Another progressive organizer, Mike Siegel, who was the Democratic nominee against Republican Rep. Michael McCaul in both 2018 and 2020, also insisted that Republican state officials wouldn’t be the obstacle that Segovia thinks they’ll be. “The state government does not provide special money to enforce marijuana laws or to enforce abortion laws, and every city makes decisions on how to allocate scarce resources,” Siegel told the San Antonio Express News.
Siegel noted that even though Austin voted last year to decriminalize possession of marijuana last May, Republican Attorney General Ken Paxton has yet to file a suit to block the law. “We know that Ken Paxton loves to sue Austin, loves to make an example of Austin elected officials and has not done so,” said Siegel, who is himself a former assistant Austin city attorney. Segovia agrees that Paxton isn’t going to sue San Antonio, but only because the city wouldn’t allow the Justice Charter to go into force.
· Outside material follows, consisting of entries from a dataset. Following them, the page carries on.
use crate::Result;
use testcontainers::core::{IntoContainerPort, WaitFor};
use testcontainers::runners::AsyncRunner;
use testcontainers::{ContainerAsync, GenericImage};

/// A disposable single-node Redis server.
pub struct RedisServer {
    container: ContainerAsync<GenericImage>,
}

impl RedisServer {
    pub async fn new() -> Result<Self> {
        let container = GenericImage::new("redis", "8.6.0")
            .with_exposed_port(6379_u16.tcp())
            .with_wait_for(WaitFor::message_on_stdout("Ready to accept connections"))
            .start()
            .await?;
        Ok(Self { container })
    }

    pub async fn host(&self) -> Result<String> {
        let host = self.container.get_host().await?.to_string();

        match host.as_str() {
            "localhost" => Ok(String::from("127.0.0.1")),
            _ => Ok(host),
        }
    }

    pub async fn port(&self) -> Result<u16> {
        Ok(self.container.get_host_port_ipv4(6379).await?)
    }

    pub async fn redis_url(&self) -> Result<String> {
        Ok(format!("redis://{}:{}", self.host().await?, self.port().await?))
    }
}
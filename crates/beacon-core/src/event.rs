use crate::error::ChannelError;
use crate::shortcode::ShortCode;
use jiff::Timestamp;
use serde::de::DeserializeOwned;
use serde::{Deserialize, Serialize};

/// An event that can travel over an [`EventChannel`](crate::EventChannel).
pub trait DomainEvent: Serialize + DeserializeOwned + Send + Sync + 'static {
    /// Name of the event type; consuming queues are `"{service}.{EVENT_TYPE}"`.
    const EVENT_TYPE: &'static str;
    /// Topic the event is published on by default.
    const ROUTING_KEY: &'static str;
}

/// Emitted once per successful resolution.
///
/// Wire form: `{"shortCode": "...", "longUrl": "...", "accessedAt": "<RFC 3339>"}`.
#[derive(Debug, Clone, PartialEq, Eq, Serialize, Deserialize)]
#[serde(rename_all = "camelCase")]
pub struct UrlAccessedEvent {
    pub short_code: ShortCode,
    pub long_url: String,
    pub accessed_at: Timestamp,
}

impl UrlAccessedEvent {
    pub fn now(short_code: ShortCode, long_url: impl Into<String>) -> Self {
        Self {
            short_code,
            long_url: long_url.into(),
            accessed_at: Timestamp::now(),
        }
    }
}

impl DomainEvent for UrlAccessedEvent {
    const EVENT_TYPE: &'static str = "UrlAccessedEvent";
    const ROUTING_KEY: &'static str = "url.accessed";
}

/// Transport-level message: a typed event serialized to JSON plus routing
/// metadata.
#[derive(Debug, Clone, PartialEq, Eq, Serialize, Deserialize)]
pub struct EventEnvelope {
    pub event_type: String,
    pub routing_key: String,
    pub payload: String,
}

impl EventEnvelope {
    pub fn encode<E: DomainEvent>(event: &E, routing_key: &str) -> Result<Self, ChannelError> {
        let payload = serde_json::to_string(event)
            .map_err(|e| ChannelError::Serialization(format!("failed to encode event: {e}")))?;
        Ok(Self {
            event_type: E::EVENT_TYPE.to_string(),
            routing_key: routing_key.to_string(),
            payload,
        })
    }

    pub fn decode<E: DomainEvent>(&self) -> Result<E, ChannelError> {
        serde_json::from_str(&self.payload).map_err(|e| {
            ChannelError::Serialization(format!(
                "failed to decode {} payload: {e}",
                self.event_type
            ))
        })
    }
}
The measure’s foes, though, are not assuming that it’s automatically doomed. The San Antonio police union, which narrowly beat back a 2021 amendment that would have repealed its right to engage in collective bargaining, insists this new referendum is an extension of that fight. “It's dictating what officers can and cannot do,” said union president Danny Diaz, who also said that it wasn’t up to cities to make laws regarding abortion and marijuana. Diaz’s group had $300,000 on-hand on Jan. 25, and local observers anticipate an expensive contest.
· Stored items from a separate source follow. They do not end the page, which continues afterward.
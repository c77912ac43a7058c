use crate::{Result, TestInfraError};
use sqlx::mysql::MySqlPoolOptions;
use sqlx::MySqlPool;
use std::time::Duration;
use testcontainers::core::{IntoContainerPort, WaitFor};
use testcontainers::runners::AsyncRunner;
use testcontainers::ImageExt;
use testcontainers::{ContainerAsync, GenericImage};
use typed_builder::TypedBuilder;

const MYSQL_PORT: u16 = 3306;

#[derive(Debug, Clone, TypedBuilder)]
pub struct MysqlConfig {
    #[builder(default = "beacon".to_string(), setter(into))]
    database: String,
    #[builder(default = "beacon".to_string(), setter(into))]
    username: String,
    #[builder(default = "beacon".to_string(), setter(into))]
    password: String,
    /// How long [`MySqlServer::connect_pool`] keeps retrying.
    #[builder(default = 30)]
    connect_attempts: usize,
    #[builder(default = Duration::from_millis(500))]
    connect_backoff: Duration,
}

/// A disposable MySQL 8.4 server holding one database.
///
/// The entrypoint logs "ready for connections" once for its temporary
/// bootstrap server and again for the real one, so the wait condition can
/// fire early. Use [`connect_pool`](Self::connect_pool) rather than
/// connecting directly.
pub struct MySqlServer {
    container: ContainerAsync<GenericImage>,
    config: MysqlConfig,
}

impl MySqlServer {
    pub async fn new(config: MysqlConfig) -> Result<Self> {
        let container = GenericImage::new("mysql", "8.4")
            .with_exposed_port(MYSQL_PORT.tcp())
            .with_wait_for(WaitFor::message_on_stderr("ready for connections"))
            .with_env_var("MYSQL_DATABASE", config.database.as_str())
            .with_env_var("MYSQL_USER", config.username.as_str())
            .with_env_var("MYSQL_PASSWORD", config.password.as_str())
            .with_env_var("MYSQL_ROOT_PASSWORD", "root")
            .start()
            .await?;

        Ok(Self { container, config })
    }

    /// Starts a server named after `database`, with default credentials.
    pub async fn with_database(database: &str) -> Result<Self> {
        Self::new(MysqlConfig::builder().database(database).build()).await
    }

    pub async fn host(&self) -> Result<String> {
        Ok(self.container.get_host().await?.to_string())
    }

    pub async fn port(&self) -> Result<u16> {
        Ok(self.container.get_host_port_ipv4(MYSQL_PORT).await?)
    }

    pub async fn database_url(&self) -> Result<String> {
        let host = self.host().await?;
        let port = self.port().await?;
        Ok(format!(
            "mysql://{}:{}@{}:{}/{}",
            self.config.username, self.config.password, host, port, self.config.database
        ))
    }

    /// Opens a pool, retrying until the server accepts connections.
    pub async fn connect_pool(&self) -> Result<MySqlPool> {
        let url = self.database_url().await?;
        let mut attempts = 0;

        loop {
            attempts += 1;
            match MySqlPoolOptions::new().max_connections(8).connect(&url).await {
                Ok(pool) => return Ok(pool),
                Err(err) if attempts >= self.config.connect_attempts => {
                    return Err(TestInfraError::NotReady {
                        attempts,
                        source: err,
                    });
                }
                Err(_) => tokio::time::sleep(self.config.connect_backoff).await,
            }
        }
    }
}

#[cfg(test)]
mod tests {
    use super::*;

    #[test]
    fn config_defaults() {
        let config = MysqlConfig::builder().database("analytics").build();
        assert_eq!(config.database, "analytics");
        assert_eq!(config.username, "beacon");
        assert_eq!(config.connect_attempts, 30);
    }
}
The amendment will be on the same ballot as the city’s regularly scheduled contests for mayor and the 10-person city council. Mayor Ron Nirenberg, who usually backs Democrats even though he identifies as an independent, doesn’t have any serious opposition in sight in his campaign for a fourth and final two-year term, but both progressives and conservatives are hoping the Justice Charter battle will give their side a lift in important races for the city council. State law also forbids cities from changing their charters more than once every two years, and Segovia says that this rule would apply even if the Justice Charter won but could not be enforced.